### AIM OF THE EXERCISE
Using the string "settings" as the key, pull each matching line out of the records below.

### SOURCE MATERIAL
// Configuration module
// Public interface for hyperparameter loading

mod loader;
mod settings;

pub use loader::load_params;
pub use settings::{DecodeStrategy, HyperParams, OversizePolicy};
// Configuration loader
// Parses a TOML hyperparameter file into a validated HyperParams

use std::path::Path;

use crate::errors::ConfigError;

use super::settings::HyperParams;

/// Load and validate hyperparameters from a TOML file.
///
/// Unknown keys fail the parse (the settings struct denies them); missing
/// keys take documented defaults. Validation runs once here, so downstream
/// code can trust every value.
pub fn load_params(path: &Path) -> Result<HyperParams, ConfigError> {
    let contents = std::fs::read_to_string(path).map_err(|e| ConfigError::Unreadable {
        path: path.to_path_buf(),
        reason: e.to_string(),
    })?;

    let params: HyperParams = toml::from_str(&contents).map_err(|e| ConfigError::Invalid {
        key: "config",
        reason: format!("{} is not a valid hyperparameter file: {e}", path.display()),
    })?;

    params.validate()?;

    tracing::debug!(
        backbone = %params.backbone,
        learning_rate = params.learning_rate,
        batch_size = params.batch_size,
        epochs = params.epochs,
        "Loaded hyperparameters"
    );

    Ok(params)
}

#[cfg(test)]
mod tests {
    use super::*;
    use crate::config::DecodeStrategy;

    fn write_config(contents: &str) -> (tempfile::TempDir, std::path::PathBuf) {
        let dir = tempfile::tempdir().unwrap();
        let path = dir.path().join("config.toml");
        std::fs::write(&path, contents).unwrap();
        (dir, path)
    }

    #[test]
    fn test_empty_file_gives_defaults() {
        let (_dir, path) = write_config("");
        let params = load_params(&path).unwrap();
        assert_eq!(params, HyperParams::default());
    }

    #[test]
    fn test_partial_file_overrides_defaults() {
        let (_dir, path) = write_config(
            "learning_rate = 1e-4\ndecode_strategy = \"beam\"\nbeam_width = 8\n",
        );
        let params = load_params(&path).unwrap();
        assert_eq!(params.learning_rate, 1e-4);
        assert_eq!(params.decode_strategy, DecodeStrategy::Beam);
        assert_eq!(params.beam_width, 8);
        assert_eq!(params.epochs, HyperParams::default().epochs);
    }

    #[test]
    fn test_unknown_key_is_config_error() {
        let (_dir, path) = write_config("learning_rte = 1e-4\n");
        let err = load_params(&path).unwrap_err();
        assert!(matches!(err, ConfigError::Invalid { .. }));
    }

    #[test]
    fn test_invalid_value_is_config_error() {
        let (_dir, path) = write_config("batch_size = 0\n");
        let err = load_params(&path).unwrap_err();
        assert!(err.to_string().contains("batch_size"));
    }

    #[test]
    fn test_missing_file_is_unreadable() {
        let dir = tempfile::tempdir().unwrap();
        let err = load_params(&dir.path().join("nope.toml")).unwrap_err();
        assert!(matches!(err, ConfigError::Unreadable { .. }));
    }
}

* * *

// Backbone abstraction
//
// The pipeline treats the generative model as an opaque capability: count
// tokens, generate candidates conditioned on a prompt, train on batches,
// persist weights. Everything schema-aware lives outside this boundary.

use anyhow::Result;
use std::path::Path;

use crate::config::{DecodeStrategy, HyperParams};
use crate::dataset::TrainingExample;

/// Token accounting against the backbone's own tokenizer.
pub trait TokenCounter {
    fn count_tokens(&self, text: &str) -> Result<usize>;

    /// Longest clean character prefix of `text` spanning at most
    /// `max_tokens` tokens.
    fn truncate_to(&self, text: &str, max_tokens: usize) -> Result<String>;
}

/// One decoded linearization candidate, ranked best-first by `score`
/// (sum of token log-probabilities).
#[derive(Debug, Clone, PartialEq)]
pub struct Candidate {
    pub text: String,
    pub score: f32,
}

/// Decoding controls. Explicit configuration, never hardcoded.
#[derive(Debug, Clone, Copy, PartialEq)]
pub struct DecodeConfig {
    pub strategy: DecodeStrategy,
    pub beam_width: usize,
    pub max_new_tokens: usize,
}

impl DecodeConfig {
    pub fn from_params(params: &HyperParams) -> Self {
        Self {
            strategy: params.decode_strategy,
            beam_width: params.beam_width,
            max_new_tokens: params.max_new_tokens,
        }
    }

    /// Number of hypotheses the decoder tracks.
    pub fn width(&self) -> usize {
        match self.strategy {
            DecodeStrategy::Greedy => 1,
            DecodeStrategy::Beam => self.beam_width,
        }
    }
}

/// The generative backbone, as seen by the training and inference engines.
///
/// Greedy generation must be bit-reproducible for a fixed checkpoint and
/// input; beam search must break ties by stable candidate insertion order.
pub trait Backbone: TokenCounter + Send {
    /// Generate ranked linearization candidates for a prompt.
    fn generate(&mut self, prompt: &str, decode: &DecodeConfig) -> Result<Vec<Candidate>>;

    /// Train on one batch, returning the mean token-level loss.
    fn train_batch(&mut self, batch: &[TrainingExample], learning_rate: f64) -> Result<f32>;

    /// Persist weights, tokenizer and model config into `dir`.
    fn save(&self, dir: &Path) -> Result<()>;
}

### FINISHED TASK
mod settings;
pub use settings::{DecodeStrategy, HyperParams, OversizePolicy};
use super::settings::HyperParams;
/// Unknown keys fail the parse (the settings struct denies them); missing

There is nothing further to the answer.